Pub Date : 2023-08-01DOI: 10.5858/arpa.2021-0593-OA
Patrick C Mathias, Sara Khor, Kathryn Harris, Suzanne J Wood, Farhood Farjah
Context.—: Unnecessary laboratory tests are ordered because of factors such as preselected orders on order sets, clinician habits, and trainee concerns. Excessive use of laboratory testing increases patient discomfort via unnecessary phlebotomy, contributes to iatrogenic anemia, increases risk of bloodstream infections, and increases the cost of care.
Objective.—: To address these concerns, we implemented a multilevel laboratory stewardship intervention to decrease unnecessary laboratory testing, measured by laboratory tests per day attributed to service, across 2 surgical divisions with high laboratory use.
Design.—: The multilevel intervention included 5 components: stakeholder engagement, provider education, computerized provider order entry modification, performance feedback, and culture change supported by leadership. The primary outcome of the study was laboratory tests ordered per patient-day. Secondary outcomes included the number of blood draws per patient-day, total lab-associated costs, length of stay, discharge to a nursing facility, 30-day readmissions, and deaths. A difference-in-differences analytic approach assessed the outcome measures in the intervention period, with other surgical services as controls.

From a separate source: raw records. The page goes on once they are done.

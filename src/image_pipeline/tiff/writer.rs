use std::io::Write;
use crate::image_pipeline::common::error::Result;
use crate::image_pipeline::mosaic::ImageVariant;
use crate::image_pipeline::provenance::Provenance;
use crate::image_pipeline::tiff::types::ConversionConfig;

pub trait RgbWriter {
    fn write_rgb(
        &self,
        image: &ImageVariant,
        provenance: &Provenance,
        output: &mut dyn Write,
        config: &ConversionConfig,
    ) -> Result<()>;
}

Results.—: The primary outcome of laboratory tests per patient-day showed a significant decrease across both thoracic and cardiac surgery services, with between 1.5 and 2 fewer tests ordered per patient-day for both services and an estimated 20 000 fewer tests performed during the intervention period. Blood draws per patient-day were also significantly decreased on the thoracic surgery service but not for cardiac surgery.
Conclusions.—: A multilevel laboratory stewardship intervention targeted to 2 surgical services resulted in a significant decrease in laboratory test use without negatively impacting length of stay, readmissions, or mortality.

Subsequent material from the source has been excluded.